# Description of the task
Look for the word "calls" in the data below, and copy every line that holds it.

══════════

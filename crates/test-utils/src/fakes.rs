use std::collections::HashMap;
use std::sync::atomic::{AtomicUsize, Ordering};
use std::sync::{Arc, Mutex};

use dagflow::dependent::{DateInterval, ProcessInstance, ProcessInstanceStore, TaskInstance};
use dagflow::errors::{DagflowError, Result};
use dagflow::exec::cluster::JobFuture;
use dagflow::exec::{ClusterJobClient, JobState, LogSink};
use dagflow::registry::{FailoverHandler, MemoryRegistry, RegistryCenter};
use dagflow::types::NodeType;

/// Collects every flushed batch in memory.
#[derive(Debug, Default)]
pub struct MemoryLogSink {
    batches: Mutex<Vec<Vec<String>>>,
}

impl MemoryLogSink {
    pub fn new() -> Arc<Self> {
        Arc::new(Self::default())
    }

    pub fn lines(&self) -> Vec<String> {
        self.batches.lock().unwrap().iter().flatten().cloned().collect()
    }

    pub fn batch_count(&self) -> usize {
        self.batches.lock().unwrap().len()
    }
}

impl LogSink for MemoryLogSink {
    fn handle(&self, lines: &[String]) -> Result<()> {
        self.batches.lock().unwrap().push(lines.to_vec());
        Ok(())
    }
}

/// Cluster client answering from a fixed table of job states.
///
/// Unknown jobs report `Running`. Kill requests are recorded.
#[derive(Debug, Default)]
pub struct FakeClusterJobClient {
    states: Mutex<HashMap<String, JobState>>,
    killed: Mutex<Vec<String>>,
    queries: Mutex<usize>,
}

impl FakeClusterJobClient {
    pub fn new() -> Arc<Self> {
        Arc::new(Self::default())
    }

    pub fn set_state(&self, app_id: &str, state: JobState) {
        self.states.lock().unwrap().insert(app_id.to_string(), state);
    }

    pub fn killed(&self) -> Vec<String> {
        self.killed.lock().unwrap().clone()
    }

    pub fn query_count(&self) -> usize {
        *self.queries.lock().unwrap()
    }
}

impl ClusterJobClient for FakeClusterJobClient {
    fn application_status<'a>(&'a self, app_id: &'a str) -> JobFuture<'a, JobState> {
        Box::pin(async move {
            *self.queries.lock().unwrap() += 1;
            Ok(self
                .states
                .lock()
                .unwrap()
                .get(app_id)
                .copied()
                .unwrap_or(JobState::Running))
        })
    }

    fn kill_applications<'a>(&'a self, app_ids: &'a [String]) -> JobFuture<'a, ()> {
        Box::pin(async move {
            self.killed.lock().unwrap().extend(app_ids.iter().cloned());
            Ok(())
        })
    }
}

/// Failover handler that records every call.
#[derive(Debug, Default)]
pub struct RecordingFailoverHandler {
    calls: Mutex<Vec<(NodeType, String)>>,
}

impl RecordingFailoverHandler {
    pub fn new() -> Arc<Self> {
        Arc::new(Self::default())
    }

    pub fn calls(&self) -> Vec<(NodeType, String)> {
        self.calls.lock().unwrap().clone()
    }
}

impl FailoverHandler for RecordingFailoverHandler {
    fn failover(&self, node_type: NodeType, host: &str) -> Result<()> {
        self.calls.lock().unwrap().push((node_type, host.to_string()));
        Ok(())
    }
}

/// When [`FlakyRegistry`] reads fail.
#[derive(Debug, Clone, Copy, PartialEq, Eq, Default)]
pub enum ReadFailure {
    #[default]
    Never,
    Always,
    /// Only while this session holds a lock.
    WhileLocked,
}

/// Registry session whose reads can be made to fail, as during a lost
/// connection. Writes and locks go straight to the wrapped session.
#[derive(Debug)]
pub struct FlakyRegistry {
    inner: MemoryRegistry,
    mode: Mutex<ReadFailure>,
    locks_held: AtomicUsize,
}

impl FlakyRegistry {
    pub fn new(inner: MemoryRegistry) -> Arc<Self> {
        Arc::new(Self {
            inner,
            mode: Mutex::new(ReadFailure::Never),
            locks_held: AtomicUsize::new(0),
        })
    }

    pub fn set_reads(&self, mode: ReadFailure) {
        *self.mode.lock().unwrap() = mode;
    }

    fn check_read(&self) -> Result<()> {
        let failing = match *self.mode.lock().unwrap() {
            ReadFailure::Never => false,
            ReadFailure::Always => true,
            ReadFailure::WhileLocked => self.locks_held.load(Ordering::SeqCst) > 0,
        };
        if failing {
            Err(DagflowError::Registry("connection lost".into()))
        } else {
            Ok(())
        }
    }
}

impl RegistryCenter for FlakyRegistry {
    fn is_existed(&self, key: &str) -> Result<bool> {
        self.check_read()?;
        self.inner.is_existed(key)
    }

    fn get(&self, key: &str) -> Result<Option<String>> {
        self.check_read()?;
        self.inner.get(key)
    }

    fn get_children_keys(&self, key: &str) -> Result<Vec<String>> {
        self.check_read()?;
        self.inner.get_children_keys(key)
    }

    fn persist(&self, key: &str, value: &str) -> Result<()> {
        self.inner.persist(key, value)
    }

    fn persist_ephemeral(&self, key: &str, value: &str) -> Result<()> {
        self.inner.persist_ephemeral(key, value)
    }

    fn remove(&self, key: &str) -> Result<()> {
        self.inner.remove(key)
    }

    fn acquire_lock(&self, key: &str) -> Result<()> {
        self.inner.acquire_lock(key)?;
        self.locks_held.fetch_add(1, Ordering::SeqCst);
        Ok(())
    }

    fn release_lock(&self, key: &str) -> Result<()> {
        self.inner.release_lock(key)?;
        self.locks_held.fetch_sub(1, Ordering::SeqCst);
        Ok(())
    }

    fn close(&self) -> Result<()> {
        self.inner.close()
    }
}

/// Store whose every query fails, as an unreachable database would.
#[derive(Debug, Default)]
pub struct UnavailableStore;

impl UnavailableStore {
    fn down<T>() -> Result<T> {
        Err(DagflowError::Other(anyhow::anyhow!("process store unavailable")))
    }
}

impl ProcessInstanceStore for UnavailableStore {
    fn find_last_running_process(&self, _: i64, _: &DateInterval) -> Result<Option<ProcessInstance>> {
        Self::down()
    }

    fn find_last_scheduled_process(&self, _: i64, _: &DateInterval) -> Result<Option<ProcessInstance>> {
        Self::down()
    }

    fn find_last_manual_process(&self, _: i64, _: &DateInterval) -> Result<Option<ProcessInstance>> {
        Self::down()
    }

    fn find_valid_task_instances(&self, _: i64) -> Result<Vec<TaskInstance>> {
        Self::down()
    }

    fn find_task_instance(&self, _: i64) -> Result<Option<TaskInstance>> {
        Self::down()
    }
}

══════════

# Solution to the problem
    calls: Mutex<Vec<(NodeType, String)>>,
    pub fn calls(&self) -> Vec<(NodeType, String)> {
        self.calls.lock().unwrap().clone()
        self.calls.lock().unwrap().push((node_type, host.to_string()));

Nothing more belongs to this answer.